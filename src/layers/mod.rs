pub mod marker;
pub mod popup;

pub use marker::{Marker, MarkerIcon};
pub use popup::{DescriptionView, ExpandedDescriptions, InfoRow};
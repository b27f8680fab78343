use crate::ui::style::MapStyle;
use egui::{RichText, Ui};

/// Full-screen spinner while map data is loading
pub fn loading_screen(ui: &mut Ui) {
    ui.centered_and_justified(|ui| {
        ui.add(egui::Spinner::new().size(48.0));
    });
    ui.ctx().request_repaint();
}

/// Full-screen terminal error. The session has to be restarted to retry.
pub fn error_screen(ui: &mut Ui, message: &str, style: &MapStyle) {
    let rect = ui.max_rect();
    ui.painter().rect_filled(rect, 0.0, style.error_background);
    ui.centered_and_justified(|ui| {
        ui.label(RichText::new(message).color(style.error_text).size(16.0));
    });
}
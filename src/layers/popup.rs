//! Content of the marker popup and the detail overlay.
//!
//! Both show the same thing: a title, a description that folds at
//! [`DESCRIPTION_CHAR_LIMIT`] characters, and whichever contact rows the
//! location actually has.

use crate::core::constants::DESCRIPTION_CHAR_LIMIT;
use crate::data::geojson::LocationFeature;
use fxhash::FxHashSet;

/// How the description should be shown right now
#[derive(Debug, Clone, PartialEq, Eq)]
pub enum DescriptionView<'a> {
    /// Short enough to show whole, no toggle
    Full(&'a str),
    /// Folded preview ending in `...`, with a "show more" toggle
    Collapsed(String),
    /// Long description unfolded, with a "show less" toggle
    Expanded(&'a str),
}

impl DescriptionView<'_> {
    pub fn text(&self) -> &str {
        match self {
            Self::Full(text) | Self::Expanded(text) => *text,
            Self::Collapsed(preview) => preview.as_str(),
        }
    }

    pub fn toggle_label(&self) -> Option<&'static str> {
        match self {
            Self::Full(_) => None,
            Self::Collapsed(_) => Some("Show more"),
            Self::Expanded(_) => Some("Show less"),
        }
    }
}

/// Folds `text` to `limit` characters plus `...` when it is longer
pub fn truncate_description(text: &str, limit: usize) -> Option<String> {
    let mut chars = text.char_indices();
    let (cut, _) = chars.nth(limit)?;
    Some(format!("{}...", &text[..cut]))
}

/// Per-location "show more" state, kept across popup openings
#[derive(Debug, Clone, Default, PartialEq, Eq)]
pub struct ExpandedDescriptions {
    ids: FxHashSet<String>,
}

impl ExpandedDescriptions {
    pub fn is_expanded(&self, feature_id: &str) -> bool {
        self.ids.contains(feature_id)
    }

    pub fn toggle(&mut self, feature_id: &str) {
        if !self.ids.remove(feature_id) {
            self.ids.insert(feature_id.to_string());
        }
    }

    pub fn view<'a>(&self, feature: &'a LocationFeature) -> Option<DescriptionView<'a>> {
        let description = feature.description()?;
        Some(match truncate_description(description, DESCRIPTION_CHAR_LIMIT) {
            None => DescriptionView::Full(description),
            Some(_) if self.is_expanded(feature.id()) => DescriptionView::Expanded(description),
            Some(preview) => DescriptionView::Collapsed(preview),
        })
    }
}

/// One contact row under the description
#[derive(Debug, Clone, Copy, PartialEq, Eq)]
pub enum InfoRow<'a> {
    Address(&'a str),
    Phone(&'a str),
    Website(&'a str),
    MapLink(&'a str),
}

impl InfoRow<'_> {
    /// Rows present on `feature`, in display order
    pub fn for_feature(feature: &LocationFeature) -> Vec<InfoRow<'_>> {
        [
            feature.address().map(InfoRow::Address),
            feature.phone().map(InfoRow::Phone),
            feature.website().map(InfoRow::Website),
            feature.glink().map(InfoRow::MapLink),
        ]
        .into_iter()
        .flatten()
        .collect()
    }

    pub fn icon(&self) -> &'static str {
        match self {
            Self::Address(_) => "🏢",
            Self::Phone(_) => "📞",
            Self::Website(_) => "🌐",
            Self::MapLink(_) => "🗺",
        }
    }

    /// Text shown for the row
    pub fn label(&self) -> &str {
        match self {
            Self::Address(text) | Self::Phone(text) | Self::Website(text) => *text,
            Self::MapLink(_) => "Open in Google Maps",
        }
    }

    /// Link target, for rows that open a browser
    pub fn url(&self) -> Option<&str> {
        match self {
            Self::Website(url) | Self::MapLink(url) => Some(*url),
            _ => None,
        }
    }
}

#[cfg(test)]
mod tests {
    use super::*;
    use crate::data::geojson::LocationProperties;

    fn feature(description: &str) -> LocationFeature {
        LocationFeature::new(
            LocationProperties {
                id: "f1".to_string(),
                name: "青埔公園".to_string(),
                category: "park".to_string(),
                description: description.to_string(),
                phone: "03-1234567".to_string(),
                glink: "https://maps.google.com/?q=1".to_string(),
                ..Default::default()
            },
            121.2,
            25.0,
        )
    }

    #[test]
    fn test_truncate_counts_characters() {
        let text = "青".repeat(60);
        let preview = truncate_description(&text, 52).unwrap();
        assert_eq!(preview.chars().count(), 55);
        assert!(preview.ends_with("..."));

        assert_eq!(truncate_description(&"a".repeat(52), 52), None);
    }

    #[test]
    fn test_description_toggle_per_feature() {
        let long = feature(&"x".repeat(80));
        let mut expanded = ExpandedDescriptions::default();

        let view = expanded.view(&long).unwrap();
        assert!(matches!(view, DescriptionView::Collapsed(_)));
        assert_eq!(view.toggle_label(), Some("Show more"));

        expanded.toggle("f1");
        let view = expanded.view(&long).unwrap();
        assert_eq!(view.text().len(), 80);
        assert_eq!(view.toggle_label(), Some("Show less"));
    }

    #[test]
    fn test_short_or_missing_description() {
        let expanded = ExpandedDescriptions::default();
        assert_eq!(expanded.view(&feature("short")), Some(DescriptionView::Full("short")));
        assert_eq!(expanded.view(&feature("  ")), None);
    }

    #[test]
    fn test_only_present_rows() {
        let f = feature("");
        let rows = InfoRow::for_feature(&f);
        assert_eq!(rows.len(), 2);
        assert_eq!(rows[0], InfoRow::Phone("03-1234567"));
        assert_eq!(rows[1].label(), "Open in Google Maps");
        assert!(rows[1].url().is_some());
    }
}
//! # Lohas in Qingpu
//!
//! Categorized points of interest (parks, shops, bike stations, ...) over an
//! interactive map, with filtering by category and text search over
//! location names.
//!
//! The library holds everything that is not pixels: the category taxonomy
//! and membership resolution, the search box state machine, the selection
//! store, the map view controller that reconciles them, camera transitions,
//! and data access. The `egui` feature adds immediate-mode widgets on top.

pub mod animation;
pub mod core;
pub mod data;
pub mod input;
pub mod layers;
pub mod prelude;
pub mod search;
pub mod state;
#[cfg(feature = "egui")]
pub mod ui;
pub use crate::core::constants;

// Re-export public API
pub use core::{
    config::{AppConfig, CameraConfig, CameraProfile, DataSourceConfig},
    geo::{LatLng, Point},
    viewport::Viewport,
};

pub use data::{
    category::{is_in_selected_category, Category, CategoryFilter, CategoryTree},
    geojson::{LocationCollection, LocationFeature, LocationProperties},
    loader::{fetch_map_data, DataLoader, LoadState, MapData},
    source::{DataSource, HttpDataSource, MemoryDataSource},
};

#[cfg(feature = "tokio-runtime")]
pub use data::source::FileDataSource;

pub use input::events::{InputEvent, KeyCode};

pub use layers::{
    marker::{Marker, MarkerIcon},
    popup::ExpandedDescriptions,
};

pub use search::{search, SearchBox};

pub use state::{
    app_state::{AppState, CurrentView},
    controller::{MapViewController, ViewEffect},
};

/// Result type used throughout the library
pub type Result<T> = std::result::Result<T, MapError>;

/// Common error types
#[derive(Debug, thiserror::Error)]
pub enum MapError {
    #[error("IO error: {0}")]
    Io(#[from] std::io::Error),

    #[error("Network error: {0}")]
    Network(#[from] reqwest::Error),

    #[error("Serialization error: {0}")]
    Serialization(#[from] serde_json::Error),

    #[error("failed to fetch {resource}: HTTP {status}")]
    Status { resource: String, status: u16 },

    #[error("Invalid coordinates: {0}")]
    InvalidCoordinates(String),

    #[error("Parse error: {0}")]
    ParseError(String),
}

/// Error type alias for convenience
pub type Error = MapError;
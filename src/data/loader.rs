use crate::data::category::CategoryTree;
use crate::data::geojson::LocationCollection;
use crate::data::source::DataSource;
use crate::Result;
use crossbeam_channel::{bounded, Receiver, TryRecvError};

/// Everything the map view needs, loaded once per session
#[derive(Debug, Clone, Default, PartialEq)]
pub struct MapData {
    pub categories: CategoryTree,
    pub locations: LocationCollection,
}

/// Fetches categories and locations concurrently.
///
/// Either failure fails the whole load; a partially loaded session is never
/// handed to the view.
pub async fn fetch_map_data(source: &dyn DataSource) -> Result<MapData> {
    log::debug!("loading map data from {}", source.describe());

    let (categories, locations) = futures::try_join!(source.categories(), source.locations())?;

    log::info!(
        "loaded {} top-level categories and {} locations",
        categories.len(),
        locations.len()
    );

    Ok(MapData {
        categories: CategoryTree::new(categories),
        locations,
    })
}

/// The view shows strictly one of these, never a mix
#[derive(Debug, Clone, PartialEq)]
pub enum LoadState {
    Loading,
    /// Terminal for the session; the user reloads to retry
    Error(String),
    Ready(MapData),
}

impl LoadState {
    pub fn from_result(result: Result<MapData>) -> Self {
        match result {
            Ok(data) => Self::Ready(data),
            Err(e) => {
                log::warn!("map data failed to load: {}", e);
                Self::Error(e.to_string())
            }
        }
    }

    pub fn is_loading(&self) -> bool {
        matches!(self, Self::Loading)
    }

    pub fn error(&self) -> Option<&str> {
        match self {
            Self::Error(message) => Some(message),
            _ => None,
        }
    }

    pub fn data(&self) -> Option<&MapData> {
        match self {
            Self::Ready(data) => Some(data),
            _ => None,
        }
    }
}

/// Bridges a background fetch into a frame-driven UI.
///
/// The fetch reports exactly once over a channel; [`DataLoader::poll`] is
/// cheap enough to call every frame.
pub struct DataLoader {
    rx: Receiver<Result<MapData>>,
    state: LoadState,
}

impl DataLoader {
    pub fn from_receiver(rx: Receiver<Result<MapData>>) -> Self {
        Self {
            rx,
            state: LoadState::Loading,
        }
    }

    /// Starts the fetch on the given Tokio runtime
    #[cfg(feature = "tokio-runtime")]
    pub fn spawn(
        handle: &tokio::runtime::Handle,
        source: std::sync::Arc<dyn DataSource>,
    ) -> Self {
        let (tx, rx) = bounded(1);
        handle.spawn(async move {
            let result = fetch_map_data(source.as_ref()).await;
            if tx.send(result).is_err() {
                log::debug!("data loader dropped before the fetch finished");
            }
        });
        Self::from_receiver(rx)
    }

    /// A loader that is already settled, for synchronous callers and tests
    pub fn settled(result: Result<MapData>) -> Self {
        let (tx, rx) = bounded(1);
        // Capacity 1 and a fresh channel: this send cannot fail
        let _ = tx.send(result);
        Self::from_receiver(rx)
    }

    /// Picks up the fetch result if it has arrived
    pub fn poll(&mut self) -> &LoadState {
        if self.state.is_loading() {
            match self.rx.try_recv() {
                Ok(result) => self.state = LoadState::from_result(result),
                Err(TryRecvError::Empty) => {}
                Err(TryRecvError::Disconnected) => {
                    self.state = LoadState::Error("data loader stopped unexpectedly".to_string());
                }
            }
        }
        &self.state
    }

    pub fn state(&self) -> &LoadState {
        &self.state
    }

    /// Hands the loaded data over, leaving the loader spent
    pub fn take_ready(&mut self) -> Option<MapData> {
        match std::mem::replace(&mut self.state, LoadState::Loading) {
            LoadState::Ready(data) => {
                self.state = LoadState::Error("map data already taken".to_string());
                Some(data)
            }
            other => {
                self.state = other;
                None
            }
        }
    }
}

## [What the exercise asks]
The answer must be a single number: how many lines in the records above contain the word "contact".

## [Task result]
2